Hace exactamente dos semanas que mi padre dejó este mundo. Todavía cuando las personas me preguntan cómo estoy, realmente no se cómo explicarles lo que siento. ¿Cómo es que la gente espera que uno tenga respuesta para tal pregunta? Si es completamente una experiencia nueva. Solo se vive la muerte de un padre una vez en la vida. No tengo idea de cómo se llama o si tiene una etiqueta previamente asignada lo que siento.
Esa, y mis no creencias religiosas, fueron las principales razones que me orillaron a buscar tener mi propio ritual de duelo, para permitirme explorar las emociones que se agolpaban en todo mi cuerpo, con puras manifestaciones fisiológicas, para tratar de ordenarlas, clasificarlas y ponerles un nombre que me permitiera entender lo que estaba pasando.

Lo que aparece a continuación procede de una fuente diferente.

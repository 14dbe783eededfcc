use std::sync::Arc;

use crate::services::{ImageUploader, LanguageModel};

/// Clientes externos compartilhados entre os workers
pub struct AppState {
    pub model: Arc<dyn LanguageModel>,
    pub uploader: Arc<dyn ImageUploader>,
    pub max_image_bytes: usize,
}
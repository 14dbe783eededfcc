use async_trait::async_trait;
use serde::{Deserialize, Serialize};
use std::time::Duration;

use crate::config::GeminiConfig;
use crate::utils::AppError;

/// Modelo de linguagem que responde a um prompt com texto livre
#[async_trait]
pub trait LanguageModel: Send + Sync {
    async fn generate(&self, prompt: &str) -> Result<String, AppError>;
}

#[derive(Debug, Serialize)]
struct GenerateRequest<'a> {
    contents: Vec<Content<'a>>,
}

#[derive(Debug, Serialize)]
struct Content<'a> {
    parts: Vec<RequestPart<'a>>,
}

#[derive(Debug, Serialize)]
struct RequestPart<'a> {
    text: &'a str,
}

#[derive(Debug, Deserialize)]
struct GenerateResponse {
    #[serde(default)]
    candidates: Vec<Candidate>,
}

#[derive(Debug, Deserialize)]
struct Candidate {
    content: Option<CandidateContent>,
}

#[derive(Debug, Deserialize)]
struct CandidateContent {
    #[serde(default)]
    parts: Vec<ResponsePart>,
}

#[derive(Debug, Deserialize)]
struct ResponsePart {
    text: Option<String>,
}

pub struct GeminiClient {
    http: reqwest::Client,
    api_url: String,
    api_key: Option<String>,
}

impl GeminiClient {
    pub fn new(config: &GeminiConfig) -> Result<Self, AppError> {
        let http = reqwest::Client::builder()
            .timeout(Duration::from_secs(config.timeout_secs))
            .build()
            .map_err(|e| AppError::Internal(format!("Failed to build HTTP client: {}", e)))?;

        Ok(Self {
            http,
            api_url: config.api_url.clone(),
            api_key: config.api_key.clone(),
        })
    }
}

#[async_trait]
impl LanguageModel for GeminiClient {
    async fn generate(&self, prompt: &str) -> Result<String, AppError> {
        log::debug!("🤖 Calling language model ({} prompt chars)", prompt.len());

        let body = GenerateRequest {
            contents: vec![Content {
                parts: vec![RequestPart { text: prompt }],
            }],
        };

        let mut request = self
            .http
            .post(&self.api_url)
            .header("Accept", "application/json")
            .json(&body);

        if let Some(key) = &self.api_key {
            request = request.header("x-goog-api-key", key);
        }

        let response = request
            .send()
            .await
            .map_err(|e| AppError::UpstreamError(format!("Failed to reach language model: {}", e)))?;

        if !response.status().is_success() {
            return Err(AppError::UpstreamError(format!(
                "Language model API error: {}",
                response.status()
            )));
        }

        let data: GenerateResponse = response
            .json()
            .await
            .map_err(|e| AppError::UpstreamError(format!("Failed to parse language model response: {}", e)))?;

        data.candidates
            .into_iter()
            .next()
            .and_then(|c| c.content)
            .and_then(|c| c.parts.into_iter().next())
            .and_then(|p| p.text)
            .ok_or_else(|| AppError::UpstreamError("Language model returned no text".to_string()))
    }
}

#[cfg(test)]
mod tests {
    use super::*;
    use httpmock::prelude::*;

    fn client_for(server: &MockServer, api_key: Option<&str>) -> GeminiClient {
        GeminiClient::new(&GeminiConfig {
            api_url: server.url("/v1beta/models/gemini:generateContent"),
            api_key: api_key.map(String::from),
            timeout_secs: 5,
        })
        .unwrap()
    }

    #[tokio::test]
    async fn test_generate_returns_first_candidate_text() {
        let server = MockServer::start();
        let api_mock = server.mock(|when, then| {
            when.method(POST)
                .path("/v1beta/models/gemini:generateContent")
                .header("x-goog-api-key", "secret")
                .json_body(serde_json::json!({
                    "contents": [{ "parts": [{ "text": "hello" }] }]
                }));
            then.status(200)
                .header("Content-Type", "application/json")
                .json_body(serde_json::json!({
                    "candidates": [
                        { "content": { "parts": [{ "text": "{\"type\":\"general\"}" }] } },
                        { "content": { "parts": [{ "text": "ignored" }] } }
                    ]
                }));
        });

        let text = client_for(&server, Some("secret")).generate("hello").await.unwrap();

        api_mock.assert();
        assert_eq!(text, "{\"type\":\"general\"}");
    }

    #[tokio::test]
    async fn test_generate_error_status() {
        let server = MockServer::start();
        server.mock(|when, then| {
            when.method(POST);
            then.status(429).body("quota exceeded");
        });

        let err = client_for(&server, None).generate("hello").await.unwrap_err();
        assert!(matches!(err, AppError::UpstreamError(ref m) if m.contains("429")));
    }

    #[tokio::test]
    async fn test_generate_without_candidates() {
        let server = MockServer::start();
        server.mock(|when, then| {
            when.method(POST);
            then.status(200)
                .header("Content-Type", "application/json")
                .json_body(serde_json::json!({ "candidates": [] }));
        });

        let err = client_for(&server, None).generate("hello").await.unwrap_err();
        assert_eq!(err.to_string(), "Upstream error: Language model returned no text");
    }
}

Para mí no era suficiente ver a un montón de personas que yo ni conozco rezando por su alma, enfatizando sus supuestos pecados, y no recordando todo lo que hizo bien en su vida. Por eso decidí no acudir a los rituales que una parte de la familia organizó, respetuosamente agradecí pero no asistí. Yo necesitaba otro tipo de cierre.
Una amiga que recién había perdido a su padre, que mantuvo una larga y dolorosa batalla contra el cáncer que finalmente se lo llevó, me dijo algo muy sabio: la sal es sanadora. Me dijo: tienes que sudar, llorar o irte a dar un baño de mar.
Yo tenía atrofiado el llanto, igual que la digestión desde que contesté el teléfono el domingo 23 de enero y escuché a mi hermano decirme que mi papá acababa de morir. Tampoco tenía energía para hacer ejercicio ni esfuerzo físico alguno, esto descartaba en automático las opciones de llorar y sudar. Así que, gracias a una amiga lindísima que me ofreció su casa, empaqué mis cosas y me enfilé hacia el lugar donde estaban guardados los mejores recuerdos de mi vida con mi padre: el puerto de Acapulco.
Cuando yo era niña, no existía la Autopista del Sol, así que la rutina familiar era salir al anochecer y hacer un viaje de entre 8 y 9 horas que duraría toda la noche, para entrar a la Bahía de Acapulco justo al amanecer. Yo tenía esa imagen clavada en la memoria, igual que la voz de mi padre diciéndome: mira, ahí está el mar, baja la ventana y huele la brisa.
Por supuesto en 2022, viajar por la carretera libre Cuernavaca-Acapulco de noche es una de las peores ideas que alguien podría tener así que mejor recargué mi TAG y empecé a planear salir de casa muy temprano para llegar antes del medio día, sin embargo, el destino quiso que ese plan se quedara a medias pues en Chilpancingo, debido a una de las constante manifestaciones que hay en esa zona, la guardia nacional nos desvió y tuvimos que circular por la vieja carretera desde Chilpancingo hasta Tierra Colorada.
Fueron casi 90 minutos de un paisaje distinto, tal cual estaba en mis recuerdos de infancia, que me permitió arrancar esa conexión y esa búsqueda de anécdotas en mi memoria, que poco a poco, empecé a compartir con mis hijos, mis compañeros de aventura.
Llegamos dos horas más tarde de lo planeado, justo a la hora de la comida, por lo que nos enfilamos hacia Puerto Marqués, uno de los lugares que mi papá disfrutaba justo porque servían unas mojarras fritas crujientes, que parecían chicharrón de pescado. Eso pedimos, para recordar su platillo favorito. No teníamos intención de nadar en esa playa, solo fuimos a comer, porque hace 40 años no estábamos en medio de una pandemia pero en 2022 y en plena ola de Ómicron, decidimos no arriesgarnos en un lugar tan lleno de vacacionistas. En esa rústica palapa, puse una playlist que había armado con la música que mi papá disfrutaba en los viajes y comenzamos a rendirle ese homenaje viajero.
El segundo día por fin pude liberar el llanto atrapado y llorar mientras observaba las olas altas de la zona de Acapulco Diamante, que hace cuatro décadas tampoco existía, y que realmente eran las playas vírgenes a las que mi padre me llevaba a nadar, en mar abierto, con olas gigantes.
Hacia el medio día, mis hijos quisieron ir a nadar y yo me animé a darme ese esperado baño de mar que me habían prometido, sería tan sanador. Y lo fue. Pude entonces liberar el dolor, y compartir con mis hijos la misma alegría que mi papá compartía conmigo cuando me enseñaba como dominar al mar.
El último día del viaje, mi corazón se sentía aliviado. Pude despedirme, agradecer y dejar a mi papá irse, porque ahora ya sus nietos y yo sabemos que siempre que queramos recordarlo, lo encontraremos nadando entre las olas.